Nós estamos vivendo um processo cultural extremamente retrógrado e reacionário. Esse processo de reformas e de ataques são subsumidos numa análise mais simplificadas, como o plano das reformas estruturais, reduzindo, os gastos do orçamento público como é necessário para essa elite totalmente desapegada de qualquer perspectiva de emancipação nacional, autônoma, independente, dos anos 40 pra cá. Esse contexto de crise fortaleceu esse setor conservador do Brasil e esse conjunto de reformas visam também o remodelamento de toda estrutura subjetiva, da formação da consciência e da subjetividade das novas gerações que virão, para uma cultura empobrecida intelectualmente. Muitos pensadores da atualidade, como Theodor Adorno aponta essa indústria cultural que ainda se faz presente, apesar de quase 100 anos depois da conceituação desse termo, cada vez mais reacionários, comerciais e cada vez mais alienantes.

O Estado não domina apenas pela repreensão policial, pelas leis, mas nos domina, sobretudo pela ideologia. Por isso, o debate é fundamental. Foram diversos os ataques, o corte de mais de 30 bilhões que o então ministro Weintraub promoveu, logo inicio de sua gestão, que atacava os institutos federais de educação. Praticamente paralisa o tripé do ensino, da pesquisa. Cerca de 95% das pesquisas não são feitas pelas instituições privadas.

Nós estamos falando de um país 220 milhões de habitantes, que é a décima economia do mundo, grande mercado consumidor, mas é o segundo em concentração de renda no mundo e o sétimo em desigualdade social. Dados da ONU.

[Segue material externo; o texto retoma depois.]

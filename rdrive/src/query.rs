//! Module for searching files.

use crate::util::ListResponse;
use crate::{AuthClient, Config, Error, File, FileMetadata, Result, FILE_FIELDS, FOLDER_MIME_TYPE};
use async_stream::try_stream;
use chrono::{DateTime, SecondsFormat, Utc};
use futures::stream::{Stream, TryStreamExt};
use reqwest::Method;
use std::{fmt, str::FromStr, sync::Arc};
use thiserror::Error as ThisError;
use tracing::debug;

/// Default number of files requested per page.
pub const DEFAULT_PAGE_SIZE: u32 = 100;

/// Comparison operator for timestamp clauses.
#[derive(Debug, Clone, Copy, PartialEq, Eq, Hash)]
pub enum Comparison {
    Eq,
    Gt,
    Ge,
    Lt,
    Le,
}

impl Comparison {
    pub fn as_str(self) -> &'static str {
        match self {
            Self::Eq => "=",
            Self::Gt => ">",
            Self::Ge => ">=",
            Self::Lt => "<",
            Self::Le => "<=",
        }
    }
}

impl fmt::Display for Comparison {
    fn fmt(&self, f: &mut fmt::Formatter<'_>) -> fmt::Result {
        f.write_str(self.as_str())
    }
}

/// A sort key recognized by the server.
#[derive(Debug, Clone, Copy, PartialEq, Eq, Hash)]
pub enum OrderBy {
    CreatedTime,
    Folder,
    ModifiedByMeTime,
    ModifiedTime,
    Name,
    NameNatural,
    QuotaBytesUsed,
    Recency,
    SharedWithMeTime,
    Starred,
    ViewedByMeTime,
}

impl OrderBy {
    const ALL: [Self; 11] = [
        Self::CreatedTime,
        Self::Folder,
        Self::ModifiedByMeTime,
        Self::ModifiedTime,
        Self::Name,
        Self::NameNatural,
        Self::QuotaBytesUsed,
        Self::Recency,
        Self::SharedWithMeTime,
        Self::Starred,
        Self::ViewedByMeTime,
    ];

    pub fn as_str(self) -> &'static str {
        match self {
            Self::CreatedTime => "createdTime",
            Self::Folder => "folder",
            Self::ModifiedByMeTime => "modifiedByMeTime",
            Self::ModifiedTime => "modifiedTime",
            Self::Name => "name",
            Self::NameNatural => "name_natural",
            Self::QuotaBytesUsed => "quotaBytesUsed",
            Self::Recency => "recency",
            Self::SharedWithMeTime => "sharedWithMeTime",
            Self::Starred => "starred",
            Self::ViewedByMeTime => "viewedByMeTime",
        }
    }
}

impl fmt::Display for OrderBy {
    fn fmt(&self, f: &mut fmt::Formatter<'_>) -> fmt::Result {
        f.write_str(self.as_str())
    }
}

/// Error returned when parsing an unknown sort key.
#[derive(Debug, Clone, PartialEq, Eq, ThisError)]
#[error("unknown sort key `{0}`")]
pub struct ParseOrderByError(pub String);

impl FromStr for OrderBy {
    type Err = ParseOrderByError;

    fn from_str(s: &str) -> std::result::Result<Self, Self::Err> {
        Self::ALL
            .iter()
            .copied()
            .find(|v| v.as_str() == s)
            .ok_or_else(|| ParseOrderByError(s.to_owned()))
    }
}

/// One or more sort keys, accepted by [`Query::order_by`].
pub trait OrderKeys {
    fn into_keys(self) -> Vec<OrderBy>;
}

impl OrderKeys for OrderBy {
    fn into_keys(self) -> Vec<OrderBy> {
        vec![self]
    }
}

impl OrderKeys for Vec<OrderBy> {
    fn into_keys(self) -> Vec<OrderBy> {
        self
    }
}

impl OrderKeys for &[OrderBy] {
    fn into_keys(self) -> Vec<OrderBy> {
        self.to_vec()
    }
}

impl<const N: usize> OrderKeys for [OrderBy; N] {
    fn into_keys(self) -> Vec<OrderBy> {
        self.to_vec()
    }
}

/// Pagination state of a [`Query`].
#[derive(Debug, Clone, PartialEq, Eq, Hash)]
pub enum Cursor {
    /// No page has been fetched yet.
    NotStarted,
    /// The last page was followed by this continuation token.
    HasMore(String),
    /// The last page was the final one.
    Exhausted,
}

impl Cursor {
    fn from_next_page_token(token: Option<String>) -> Self {
        match token {
            Some(v) if !v.is_empty() => Self::HasMore(v),
            _ => Self::Exhausted,
        }
    }

    /// Returns the token to send with the next request.
    pub fn page_token(&self) -> Option<&str> {
        match self {
            Self::HasMore(v) => Some(v),
            Self::NotStarted | Self::Exhausted => None,
        }
    }
}

/// The list parameters a [`Query`] sends with its next request.
#[derive(Debug, Clone, PartialEq, Eq, Hash)]
pub struct ListParams {
    /// All clauses joined with ` and `.
    pub q: String,
    pub page_size: u32,
    /// All sort keys joined with `,`.
    pub order_by: String,
    pub page_token: Option<String>,
}

/// A paginated search over files and folders.
///
/// Every clause method appends one clause; clauses are combined with `and` in the order they
/// were added. Values are put into the query between single quotes without escaping, so they
/// must not contain a `'`. Use [`Query::raw`] for anything the builder does not cover.
///
/// A query resolves its own session on the first [`run`](Self::run), independent of the
/// [`Drive`](crate::Drive) that created it.
#[derive(Debug)]
pub struct Query {
    client: AuthClient,
    clauses: Vec<String>,
    page_size: u32,
    order_by: Vec<OrderBy>,
    cursor: Cursor,
    incomplete_search: bool,
}

impl Query {
    pub fn new(config: Config) -> Self {
        Self {
            client: AuthClient::new(config),
            clauses: Vec::new(),
            page_size: DEFAULT_PAGE_SIZE,
            order_by: Vec::new(),
            cursor: Cursor::NotStarted,
            incomplete_search: false,
        }
    }

    fn clause(mut self, clause: String) -> Self {
        self.clauses.push(clause);
        self
    }

    /// Only matches folders.
    pub fn folder_only(self) -> Self {
        self.clause(format!("mimeType='{}'", FOLDER_MIME_TYPE))
    }

    /// Only matches files. Combined with [`folder_only`](Self::folder_only) nothing matches.
    pub fn file_only(self) -> Self {
        self.clause(format!("mimeType!='{}'", FOLDER_MIME_TYPE))
    }

    /// Matches files whose name, description or indexed content contains `text`.
    pub fn full_text_contains<S: AsRef<str>>(self, text: S) -> Self {
        self.clause(format!("fullText contains '{}'", text.as_ref()))
    }

    pub fn name_contains<S: AsRef<str>>(self, text: S) -> Self {
        self.clause(format!("name contains '{}'", text.as_ref()))
    }

    pub fn name_eq<S: AsRef<str>>(self, name: S) -> Self {
        self.clause(format!("name = '{}'", name.as_ref()))
    }

    pub fn modified_time(self, comparison: Comparison, time: DateTime<Utc>) -> Self {
        self.clause(format!(
            "modifiedTime {} '{}'",
            comparison,
            format_timestamp(time)
        ))
    }

    pub fn created_time(self, comparison: Comparison, time: DateTime<Utc>) -> Self {
        self.clause(format!(
            "createdTime {} '{}'",
            comparison,
            format_timestamp(time)
        ))
    }

    /// Appends a clause as is.
    pub fn raw<S: Into<String>>(self, clause: S) -> Self {
        self.clause(clause.into())
    }

    /// Matches files directly inside the folder with the given ID.
    pub fn in_folder<S: AsRef<str>>(self, folder_id: S) -> Self {
        self.clause(format!("'{}' in parents", folder_id.as_ref()))
    }

    pub fn in_trash(self) -> Self {
        self.clause("trashed = true".to_owned())
    }

    /// Sets the number of files requested by the following runs.
    pub fn page_size(mut self, page_size: u32) -> Self {
        self.page_size = page_size;
        self
    }

    /// Appends one or more sort keys.
    pub fn order_by<K: OrderKeys>(mut self, keys: K) -> Self {
        self.order_by.extend(keys.into_keys());
        self
    }

    /// Returns the clauses in insertion order.
    pub fn clauses(&self) -> &[String] {
        &self.clauses
    }

    /// Returns the combined filter expression.
    pub fn filter(&self) -> String {
        self.clauses.join(" and ")
    }

    pub fn cursor(&self) -> &Cursor {
        &self.cursor
    }

    /// Returns whether the server reported the last page as incomplete.
    pub fn incomplete_search(&self) -> bool {
        self.incomplete_search
    }

    /// Returns the parameters the next run will send.
    pub fn params(&self) -> ListParams {
        ListParams {
            q: self.filter(),
            page_size: self.page_size,
            order_by: self
                .order_by
                .iter()
                .map(|v| v.as_str())
                .collect::<Vec<_>>()
                .join(","),
            page_token: self.cursor.page_token().map(ToOwned::to_owned),
        }
    }

    /// Returns `false` once the last page has been fetched.
    pub fn has_next_page(&self) -> bool {
        self.cursor != Cursor::Exhausted
    }

    /// Fetches the next page.
    ///
    /// Fails with [`Error::ExhaustedPagination`] if the previous run returned the last page. A
    /// failed run leaves the cursor untouched.
    pub async fn run(&mut self) -> Result<Vec<File>> {
        if self.cursor == Cursor::Exhausted {
            return Err(Error::ExhaustedPagination);
        }
        let session = self.client.session().await?;
        let params = self.params();
        let mut request = session
            .request(Method::GET, |urls| &urls.base, &["files"])?
            .query("spaces", "drive")
            .query("pageSize", params.page_size)
            .query(
                "fields",
                format!("kind,nextPageToken,incompleteSearch,files({})", FILE_FIELDS),
            );
        if !params.q.is_empty() {
            request = request.query("q", &params.q);
        }
        if let Some(token) = &params.page_token {
            request = request.query("pageToken", token);
        }
        if !params.order_by.is_empty() {
            request = request.query("orderBy", &params.order_by);
        }
        let response = request
            .send()
            .await?
            .parse::<ListResponse<FileMetadata>>()?;

        self.cursor = Cursor::from_next_page_token(response.next_page_token);
        self.incomplete_search = response.incomplete_search;
        debug!(
            filter = %params.q,
            page_size = params.page_size,
            count = response.files.len(),
            has_next_page = self.has_next_page(),
            "fetched page"
        );
        Ok(response
            .files
            .into_iter()
            .map(|metadata| File::new(metadata, Arc::clone(&session)))
            .collect())
    }

    /// Sets the page size to 1 and returns the first file of the next page.
    pub async fn run_once(&mut self) -> Result<Option<File>> {
        self.page_size = 1;
        Ok(self.run().await?.into_iter().next())
    }

    /// Turns the query into a stream of pages. The stream ends after the last page or the
    /// first error.
    pub fn into_stream(mut self) -> impl Stream<Item = Result<Vec<File>>> {
        try_stream! {
            while self.has_next_page() {
                let page = self.run().await?;
                yield page;
            }
        }
    }

    /// Fetches all remaining pages.
    pub async fn run_all(self) -> Result<Vec<File>> {
        self.into_stream().try_concat().await
    }
}

fn format_timestamp(time: DateTime<Utc>) -> String {
    time.to_rfc3339_opts(SecondsFormat::Millis, true)
}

Ciência, extensão, pesquisa e educação são instrumentos fundamentais para superar a desigualdade. Mais que o fomento é o acesso democrático do direto de todo e qualquer ser humano à educação e ao conhecimento. Paralelo a esses ataques estamos sofrendo a militarização das escolas, a escola sem partido, perseguições em retiradas de disciplina de filosofia e sociologia, o flerte e o romance para a tentativa de voltar ao passado, de apenas inserir o individuo como força de trabalho muito pulverizada, empobrecida intelectualmente para atender as demandas de mercado, em contraposição ao direito conhecimento mais rico e mais vasto.

Tramita no Congresso, o projeto de lei que chama-se Future-se, que visa retirar o papel do Estado em relação aos recursos públicos na manutenção às instituições de ensino público, estas riquezas sociais que se chamam universidades federais, Cefets. Jogando no balcão de negócios da iniciativa privada a manutenção dessas instituições vendendo sua pesquisa e seus projetos de extensão, para deixar de ser extensão para se tornarem prestação de serviços. E a médio prazo todo o conjunto educacional voltado numa perspectiva de empreendedorismo, produtivista. São muitas contradições que devem ser denunciadas. Me parece que o governo age na máxima de Maquiavel, ‘se deve fazer o mal, faça o mal de um vez só’

Ideias do professor Fábio Bezerra, com edição de Mari Weigert – jornalista.

Prof. Fábio Bezerra – Professor de Filosofia da Tecnologia no CEFET,  Mestre em Educação Profissional e tecnológica e membro do Conselho Municipal de Educação de Belo Horizonte e da Coordenação da Rede Tecnológica de Extensão Popular ( RETEP) e do Conselho Editorial da revista Novos Temas do Instituto Caio Prado Júnior.